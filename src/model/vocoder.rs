//! Autoregressive WaveNet decoder.
//!
//! Maps one-hot quantized samples plus per-layer conditioning to logits over
//! the next sample's class. Runs either over a whole sequence (teacher forcing)
//! or one sample at a time against a [`VocoderState`].

use crate::error::{Result, VocoderError};
use crate::modules::conv::{CausalConv1dOp, CausalConvConfig};
use crate::modules::history::HistoryBuffer;
use crate::modules::residual::{ResidualStack, ResidualStackState};
use crate::state::{SessionPhase, StreamingModule};
use burn::tensor::{activation::relu, backend::Backend, Tensor, TensorData};
use rand::Rng;

/// Sizes of a [`Vocoder`].
#[derive(Debug, Clone, PartialEq, Eq)]
pub struct VocoderConfig {
    /// Number of quantization classes.
    pub quantize: usize,
    /// Channels on the residual path.
    pub residual_channels: usize,
    /// Channels on the skip path.
    pub skip_channels: usize,
    /// Taps of each dilated convolution.
    pub filter_size: usize,
    /// Dilation of every residual layer, in order.
    pub dilations: Vec<usize>,
    /// Apply `tanh` after the input embedding.
    pub use_embed_tanh: bool,
}

/// Streaming session of a [`Vocoder`].
///
/// Built by [`Vocoder::init_streaming`]. A `Default` state is uninitialized
/// and every step on it fails with [`VocoderError::InvalidState`].
#[derive(Debug, Clone)]
pub struct VocoderState<B: Backend> {
    phase: SessionPhase,
    batch_size: usize,
    embed: Option<HistoryBuffer<B>>,
    proj1: Option<HistoryBuffer<B>>,
    proj2: Option<HistoryBuffer<B>>,
    stack: ResidualStackState<B>,
}

impl<B: Backend> Default for VocoderState<B> {
    fn default() -> Self {
        Self {
            phase: SessionPhase::Uninitialized,
            batch_size: 0,
            embed: None,
            proj1: None,
            proj2: None,
            stack: ResidualStackState::default(),
        }
    }
}

impl<B: Backend> VocoderState<B> {
    /// Current lifecycle phase.
    pub fn phase(&self) -> SessionPhase {
        self.phase
    }

    /// Batch size the session was allocated for.
    pub fn batch_size(&self) -> usize {
        self.batch_size
    }

    /// Steps generated so far.
    pub fn steps(&self) -> usize {
        self.phase.steps()
    }

    /// End the session, returning how many steps it ran.
    pub fn finish(self) -> usize {
        self.phase.steps()
    }
}

/// Embedding conv, residual stack and two output projections.
#[derive(Debug, Clone)]
pub struct Vocoder<B: Backend> {
    pub(crate) embed: CausalConv1dOp<B>,
    pub(crate) stack: ResidualStack<B>,
    pub(crate) proj1: CausalConv1dOp<B>,
    pub(crate) proj2: CausalConv1dOp<B>,
    use_embed_tanh: bool,
}

impl<B: Backend> Vocoder<B> {
    /// Assemble from pre-built parts.
    pub fn new(
        embed: CausalConv1dOp<B>,
        stack: ResidualStack<B>,
        proj1: CausalConv1dOp<B>,
        proj2: CausalConv1dOp<B>,
        use_embed_tanh: bool,
    ) -> Self {
        Self {
            embed,
            stack,
            proj1,
            proj2,
            use_embed_tanh,
        }
    }

    /// Randomly initialised decoder.
    pub fn init<R: Rng>(config: &VocoderConfig, rng: &mut R, device: &B::Device) -> Result<Self> {
        if config.dilations.is_empty() {
            return Err(VocoderError::config("vocoder needs at least one residual layer"));
        }
        if config.filter_size == 0 || config.quantize == 0 || config.residual_channels == 0 {
            return Err(VocoderError::config(
                "filter_size, quantize and residual_channels must be non-zero",
            ));
        }
        let embed = CausalConv1dOp::init(
            CausalConvConfig::new(2, 1),
            config.quantize,
            config.residual_channels,
            false,
            rng,
            device,
        );
        let stack = ResidualStack::init(
            &config.dilations,
            config.filter_size,
            config.residual_channels,
            config.skip_channels,
            rng,
            device,
        );
        let proj1 = CausalConv1dOp::init(
            CausalConvConfig::pointwise(),
            config.skip_channels,
            config.skip_channels,
            false,
            rng,
            device,
        );
        let proj2 = CausalConv1dOp::init(
            CausalConvConfig::pointwise(),
            config.skip_channels,
            config.quantize,
            false,
            rng,
            device,
        );
        Ok(Self::new(embed, stack, proj1, proj2, config.use_embed_tanh))
    }

    /// Number of quantization classes.
    pub fn num_classes(&self) -> usize {
        self.embed.in_channels()
    }

    /// Channels on the residual path.
    pub fn residual_channels(&self) -> usize {
        self.embed.out_channels()
    }

    /// Number of residual layers.
    pub fn num_layers(&self) -> usize {
        self.stack.len()
    }

    /// The residual stack.
    pub fn stack(&self) -> &ResidualStack<B> {
        &self.stack
    }

    /// Device holding the parameters.
    pub fn device(&self) -> B::Device {
        self.embed.params.weight.device()
    }

    /// Input samples able to influence one output, embedding included.
    pub fn receptive_field(&self) -> usize {
        self.stack.receptive_field() + self.embed.config.window_len() - 1
    }

    /// Teacher-forced logits `[batch, Q, time]`.
    ///
    /// `input` is one-hot `[batch, Q, time]` with `time > 0`; `conditions` is
    /// `[layers, batch, 2R, time]`.
    pub fn evaluate_full(
        &self,
        input: Tensor<B, 3>,
        conditions: Tensor<B, 4>,
    ) -> Result<Tensor<B, 3>> {
        let [batch, _, time] = input.dims();
        if time == 0 {
            return Err(VocoderError::shape(
                "vocoder.input",
                [batch, self.num_classes(), 1],
                input.dims(),
            ));
        }
        self.check_conditions(&conditions, batch, time)?;
        let hidden = self.embed_input(self.embed.forward(input)?);
        let skip = self.stack.evaluate_full(hidden, conditions)?;
        let hidden = self.proj1.forward(relu(skip))?;
        self.proj2.forward(relu(hidden))
    }

    /// Allocate a zeroed streaming session for `batch_size` sequences.
    pub fn init_streaming(&self, batch_size: usize) -> VocoderState<B> {
        self.init_state(batch_size)
    }

    /// Logits `[batch, Q, 1]` for one step.
    ///
    /// `input` is the previous sample one-hot `[batch, Q, 1]`, `conditions` the
    /// current conditioning column `[layers, batch, 2R, 1]`.
    pub fn generate_step(
        &self,
        state: &mut VocoderState<B>,
        input: Tensor<B, 3>,
        conditions: Tensor<B, 4>,
    ) -> Result<Tensor<B, 3>> {
        if !state.phase.is_streaming() {
            return Err(VocoderError::state(
                "vocoder stepped before streaming was initialized",
            ));
        }
        let dims = input.dims();
        if dims[0] != state.batch_size {
            return Err(VocoderError::state(format!(
                "session allocated for batch {}, step has batch {}",
                state.batch_size, dims[0]
            )));
        }
        if dims[1] != self.num_classes() || dims[2] != 1 {
            return Err(VocoderError::shape(
                "vocoder.step",
                [state.batch_size, self.num_classes(), 1],
                dims,
            ));
        }
        self.check_conditions(&conditions, state.batch_size, 1)?;

        let hidden = step_through(&self.embed, state.embed.as_mut(), input)?;
        let hidden = self.embed_input(hidden);
        let skip = self
            .stack
            .generate_step(&mut state.stack, hidden, conditions)?;
        let hidden = step_through(&self.proj1, state.proj1.as_mut(), relu(skip))?;
        let logits = step_through(&self.proj2, state.proj2.as_mut(), relu(hidden))?;
        state.phase.advance();
        Ok(logits)
    }

    fn embed_input(&self, hidden: Tensor<B, 3>) -> Tensor<B, 3> {
        if self.use_embed_tanh {
            hidden.tanh()
        } else {
            hidden
        }
    }

    fn check_conditions(
        &self,
        conditions: &Tensor<B, 4>,
        batch: usize,
        time: usize,
    ) -> Result<()> {
        let expected = [self.num_layers(), batch, 2 * self.residual_channels(), time];
        if conditions.dims() != expected {
            return Err(VocoderError::shape(
                "vocoder.conditions",
                expected,
                conditions.dims(),
            ));
        }
        Ok(())
    }
}

impl<B: Backend> StreamingModule<B> for Vocoder<B> {
    type State = VocoderState<B>;

    fn init_state(&self, batch_size: usize) -> Self::State {
        let device = self.device();
        let buffer = |op: &CausalConv1dOp<B>| {
            Some(HistoryBuffer::initialize(
                batch_size,
                op.in_channels(),
                op.config.window_len(),
                &device,
            ))
        };
        VocoderState {
            phase: SessionPhase::Streaming { steps: 0 },
            batch_size,
            embed: buffer(&self.embed),
            proj1: buffer(&self.proj1),
            proj2: buffer(&self.proj2),
            stack: self.stack.init_state(batch_size),
        }
    }
}

/// Push one step into `history` and convolve the resulting window.
fn step_through<B: Backend>(
    op: &CausalConv1dOp<B>,
    history: Option<&mut HistoryBuffer<B>>,
    step: Tensor<B, 3>,
) -> Result<Tensor<B, 3>> {
    let history = history.ok_or_else(|| VocoderError::state("missing history buffer"))?;
    history.push(step);
    op.forward_window(history.contents())
}

/// One-hot encode one class per batch item into `[batch, classes, 1]`.
pub fn one_hot<B: Backend>(
    classes: &[usize],
    num_classes: usize,
    device: &B::Device,
) -> Result<Tensor<B, 3>> {
    let mut values = vec![0.0_f32; classes.len() * num_classes];
    for (batch, &class) in classes.iter().enumerate() {
        if class >= num_classes {
            return Err(VocoderError::shape("one_hot", [num_classes], [class]));
        }
        values[batch * num_classes + class] = 1.0;
    }
    Ok(Tensor::from_data(
        TensorData::new(values, [classes.len(), num_classes, 1]),
        device,
    ))
}

/// One-hot encode `[batch][time]` class sequences into `[batch, classes, time]`.
pub fn one_hot_sequence<B: Backend>(
    sequences: &[Vec<usize>],
    num_classes: usize,
    device: &B::Device,
) -> Result<Tensor<B, 3>> {
    let time = sequences.first().map(Vec::len).unwrap_or(0);
    let mut values = vec![0.0_f32; sequences.len() * num_classes * time];
    for (batch, sequence) in sequences.iter().enumerate() {
        if sequence.len() != time {
            return Err(VocoderError::shape(
                "one_hot_sequence",
                [sequences.len(), time],
                [sequences.len(), sequence.len()],
            ));
        }
        for (t, &class) in sequence.iter().enumerate() {
            if class >= num_classes {
                return Err(VocoderError::shape("one_hot_sequence", [num_classes], [class]));
            }
            values[(batch * num_classes + class) * time + t] = 1.0;
        }
    }
    Ok(Tensor::from_data(
        TensorData::new(values, [sequences.len(), num_classes, time]),
        device,
    ))
}

#[cfg(test)]
mod tests {
    use super::*;
    use crate::modules::residual::dilation_schedule;
    use burn::tensor::{Distribution, Tolerance};
    use burn_ndarray::{NdArray, NdArrayDevice};
    use rand::rngs::StdRng;
    use rand::SeedableRng;

    type TestBackend = NdArray<f32>;

    fn tiny() -> Vocoder<TestBackend> {
        let config = VocoderConfig {
            quantize: 8,
            residual_channels: 4,
            skip_channels: 6,
            filter_size: 2,
            dilations: dilation_schedule(2, 2),
            use_embed_tanh: true,
        };
        Vocoder::init(&config, &mut StdRng::seed_from_u64(21), &NdArrayDevice::default())
            .expect("init")
    }

    #[test]
    fn streaming_matches_teacher_forcing() {
        let device = NdArrayDevice::default();
        let vocoder = tiny();
        let time = 9;
        let classes = vec![
            vec![0, 3, 7, 1, 1, 5, 2, 6, 4],
            vec![2, 2, 0, 7, 3, 3, 1, 0, 5],
        ];
        let input = one_hot_sequence::<TestBackend>(&classes, 8, &device).expect("one-hot");
        let conditions = Tensor::<TestBackend, 4>::random(
            [4, 2, 8, time],
            Distribution::Normal(0.0, 1.0),
            &device,
        );
        let full = vocoder
            .evaluate_full(input.clone(), conditions.clone())
            .expect("full");

        let mut state = vocoder.init_streaming(2);
        let mut steps = Vec::new();
        for t in 0..time {
            steps.push(
                vocoder
                    .generate_step(
                        &mut state,
                        input.clone().narrow(2, t, 1),
                        conditions.clone().narrow(3, t, 1),
                    )
                    .expect("step"),
            );
        }
        assert_eq!(state.steps(), time);
        Tensor::cat(steps, 2)
            .to_data()
            .assert_approx_eq(&full.to_data(), Tolerance::<f32>::absolute(1e-4));
        assert_eq!(state.finish(), time);
    }

    #[test]
    fn default_state_is_uninitialized() {
        let device = NdArrayDevice::default();
        let vocoder = tiny();
        let mut state = VocoderState::default();
        let err = vocoder
            .generate_step(
                &mut state,
                Tensor::zeros([1, 8, 1], &device),
                Tensor::zeros([4, 1, 8, 1], &device),
            )
            .unwrap_err();
        assert!(matches!(err, VocoderError::InvalidState(_)));
    }

    #[test]
    fn batch_mismatch_is_invalid_state() {
        let device = NdArrayDevice::default();
        let vocoder = tiny();
        let mut state = vocoder.init_streaming(1);
        let err = vocoder
            .generate_step(
                &mut state,
                Tensor::zeros([2, 8, 1], &device),
                Tensor::zeros([4, 2, 8, 1], &device),
            )
            .unwrap_err();
        assert!(matches!(err, VocoderError::InvalidState(_)));
    }

    #[test]
    fn full_rejects_condition_length_mismatch() {
        let device = NdArrayDevice::default();
        let vocoder = tiny();
        let err = vocoder
            .evaluate_full(
                Tensor::zeros([1, 8, 6], &device),
                Tensor::zeros([4, 1, 8, 5], &device),
            )
            .unwrap_err();
        assert!(matches!(err, VocoderError::InvalidShape { .. }));
    }

    #[test]
    fn full_rejects_empty_sequence() {
        let device = NdArrayDevice::default();
        let vocoder = tiny();
        let err = vocoder
            .evaluate_full(
                Tensor::zeros([1, 8, 0], &device),
                Tensor::zeros([4, 1, 8, 0], &device),
            )
            .unwrap_err();
        assert!(matches!(err, VocoderError::InvalidShape { .. }));
    }

    #[test]
    fn receptive_field_includes_embedding() {
        // stack [1, 2, 1, 2] -> 1 + 1 + 2 + 1 + 2 = 7, embed adds 1
        assert_eq!(tiny().receptive_field(), 8);
    }

    #[test]
    fn one_hot_places_ones() {
        let device = NdArrayDevice::default();
        let encoded = one_hot::<TestBackend>(&[2, 0], 3, &device).expect("one-hot");
        assert_eq!(encoded.dims(), [2, 3, 1]);
        assert_eq!(
            encoded.to_data().as_slice::<f32>().unwrap(),
            &[0.0, 0.0, 1.0, 1.0, 0.0, 0.0]
        );
        assert!(one_hot::<TestBackend>(&[3], 3, &device).is_err());
    }
}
• • • •
Send back an exact copy of only the lines from the line with "self.embed.in_channels()" up to and including the line with "self.stack.len()" in the data above.

## RESULT FOR THIS EXERCISE
        self.embed.in_channels()
    }

    /// Channels on the residual path.
    pub fn residual_channels(&self) -> usize {
        self.embed.out_channels()
    }

    /// Number of residual layers.
    pub fn num_layers(&self) -> usize {
        self.stack.len()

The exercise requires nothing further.